Authors McCullough P, Ali

Received 1 April 2012

Accepted for publication 24 April 2012

Published 14 June 2012 Volume 2012:6 Pages 141—149


Review by Single anonymous peer review

Peer reviewer comments 4

Peter A McCullough, Sajid Ali
St John Hospital and Medical Center, Providence Hospital and Medical Centers, Departments of Medicine, St John Providence Health System, Detroit, MI, USA

Abstract: The intracellular and tissue balance of oxidant and antioxidant forces is a potential therapeutic target for a variety of agents in the treatment of complications due to chronic disease including diabetes mellitus and hypertension. There are a myriad of processes controlled at the level of genes, transcription factors, and protein messages that work to control the normal use of oxidative reactions within cells.
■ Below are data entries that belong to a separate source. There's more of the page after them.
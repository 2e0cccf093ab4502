use std::env;
use tracing::warn;

#[derive(Debug, Clone)]
pub struct AppConfig {
    pub supabase_url: String,
    pub supabase_anon_key: String,
    pub supabase_jwt_secret: String,
    pub moderation_api_key: String,
    pub moderation_base_url: String,
    pub notify_relay_url: String,
    pub notify_from_email: String,
}

impl AppConfig {
    pub fn from_env() -> Self {
        let config = Self {
            supabase_url: env::var("SUPABASE_URL")
                .unwrap_or_else(|_| {
                    warn!("SUPABASE_URL not set, using empty value");
                    String::new()
                }),
            supabase_anon_key: env::var("SUPABASE_ANON_PUBLIC_KEY")
                .unwrap_or_else(|_| {
                    warn!("SUPABASE_ANON_PUBLIC_KEY not set, using empty value");
                    String::new()
                }),
            supabase_jwt_secret: env::var("SUPABASE_JWT_SECRET")
                .unwrap_or_else(|_| {
                    warn!("SUPABASE_JWT_SECRET not set, using empty value");
                    String::new()
                }),
            moderation_api_key: env::var("MODERATION_API_KEY")
                .unwrap_or_else(|_| {
                    warn!("MODERATION_API_KEY not set, review moderation runs in pass-through mode");
                    String::new()
                }),
            moderation_base_url: env::var("MODERATION_BASE_URL")
                .unwrap_or_else(|_| {
                    "https://generativelanguage.googleapis.com/v1beta".to_string()
                }),
            notify_relay_url: env::var("NOTIFY_RELAY_URL")
                .unwrap_or_else(|_| {
                    warn!("NOTIFY_RELAY_URL not set, booking notifications disabled");
                    String::new()
                }),
            notify_from_email: env::var("NOTIFY_FROM_EMAIL")
                .unwrap_or_else(|_| "noreply@vetbook.example".to_string()),
        };

        if !config.is_configured() {
            warn!("Application not fully configured - missing environment variables");
        }

        config
    }

    pub fn is_configured(&self) -> bool {
        !self.supabase_url.is_empty()
            && !self.supabase_anon_key.is_empty()
            && !self.supabase_jwt_secret.is_empty()
    }

    pub fn is_moderation_configured(&self) -> bool {
        !self.moderation_api_key.is_empty() && !self.moderation_base_url.is_empty()
    }

    pub fn is_notifications_configured(&self) -> bool {
        !self.notify_relay_url.is_empty() && !self.notify_from_email.is_empty()
    }
}
// libs/clinic-cell/src/models.rs
use serde::{Deserialize, Serialize};
use uuid::Uuid;

#[derive(Debug, Clone, Serialize, Deserialize)]
pub struct Clinic {
    pub id: Uuid,
    pub name: String,
    pub city: String,
    pub address: String,
    pub phone: String,
    pub description: String,
    pub image_url: Option<String>,
    /// Rolling average of visible review ratings, two decimals.
    pub rating: f64,
    pub is_approved: bool,
    pub owner_user_id: Option<String>,
    pub latitude: Option<f64>,
    pub longitude: Option<f64>,
}

#[derive(Debug, Clone, Serialize, Deserialize)]
pub struct ClinicService {
    pub id: Uuid,
    pub clinic_id: Uuid,
    pub name: String,
    pub price: f64,
    pub duration_minutes: i64,
}

#[derive(Debug, Clone, Serialize, Deserialize)]
pub struct CreateClinicRequest {
    pub name: String,
    pub city: String,
    pub address: String,
    pub phone: String,
    pub description: String,
    pub image_url: Option<String>,
    pub latitude: Option<f64>,
    pub longitude: Option<f64>,
    #[serde(default)]
    pub services: Vec<CreateServiceRequest>,
}

#[derive(Debug, Clone, Serialize, Deserialize)]
pub struct CreateServiceRequest {
    pub name: String,
    pub price: f64,
    pub duration_minutes: i64,
}

#[derive(Debug, Clone, Deserialize)]
pub struct ClinicQueryParams {
    #[serde(default)]
    pub include_unapproved: bool,
}

#[derive(Debug, Clone, thiserror::Error)]
pub enum ClinicError {
    #[error("Clinic not found")]
    NotFound,

    #[error("Not allowed to manage this clinic")]
    Forbidden,

    #[error("Validation error: {0}")]
    Validation(String),

    #[error("Database error: {0}")]
    Database(String),
}
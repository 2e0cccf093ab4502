use axum::{
    http::StatusCode,
    response::{IntoResponse, Response},
    Json,
};
use serde_json::json;
use thiserror::Error;

#[derive(Error, Debug)]
pub enum AppError {
    #[error("Authentication error: {0}")]
    Auth(String),

    #[error("Forbidden: {0}")]
    Forbidden(String),

    #[error("Not Found: {0}")]
    NotFound(String),

    #[error("Bad Request: {0}")]
    BadRequest(String),

    #[error("Validation error: {0}")]
    ValidationError(String),

    #[error("Internal Server Error: {0}")]
    Internal(String),

    #[error("Database error: {0}")]
    Database(String),

    #[error("External service error: {0}")]
    ExternalService(String),
}

impl IntoResponse for AppError {
    fn into_response(self) -> Response {
        let (status, message) = match &self {
            AppError::Auth(msg) => (StatusCode::UNAUTHORIZED, msg),
            AppError::Forbidden(msg) => (StatusCode::FORBIDDEN, msg),
            AppError::NotFound(msg) => (StatusCode::NOT_FOUND, msg),
            AppError::BadRequest(msg) => (StatusCode::BAD_REQUEST, msg),
            AppError::ValidationError(msg) => (StatusCode::BAD_REQUEST, msg),
            AppError::Internal(msg) => (StatusCode::INTERNAL_SERVER_ERROR, msg),
            AppError::Database(msg) => (StatusCode::INTERNAL_SERVER_ERROR, msg),
            AppError::ExternalService(msg) => (StatusCode::BAD_GATEWAY, msg),
        };

        tracing::error!("Error: {}: {}", status, message);

        let body = Json(json!({
            "error": message
        }));

        (status, body).into_response()
    }
}
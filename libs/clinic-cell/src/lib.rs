pub mod handlers;
pub mod models;
pub mod router;
pub mod services;

pub use models::*;
pub use services::directory::ClinicDirectoryService;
Loss of control of these processes may lead to reversible dysfunction in many cell lines including the podocyte, renal tubular cells, and cardiac myocytes. Bardoxolone methyl is a novel nuclear regulator factor (Nrf-2) activator which works to tip the balance of effects towards antioxidation and as an observation made serendipitously, improves renal filtration function in humans after approximately 12 weeks of therapy. The improvement in estimated glomerular filtration can be up to 30% in those with stage 3 and 4 chronic kidney disease. However, experimental evidence suggests there may be a consequence of relative hyperfiltration in diseased kidneys as well as potential adverse effects on skeletal and cardiac myocytes. Only large, prospective randomized trials with carefully collected and adjudicated clinical outcomes will inform the research community on the therapeutic risks and benefits of this important new agent.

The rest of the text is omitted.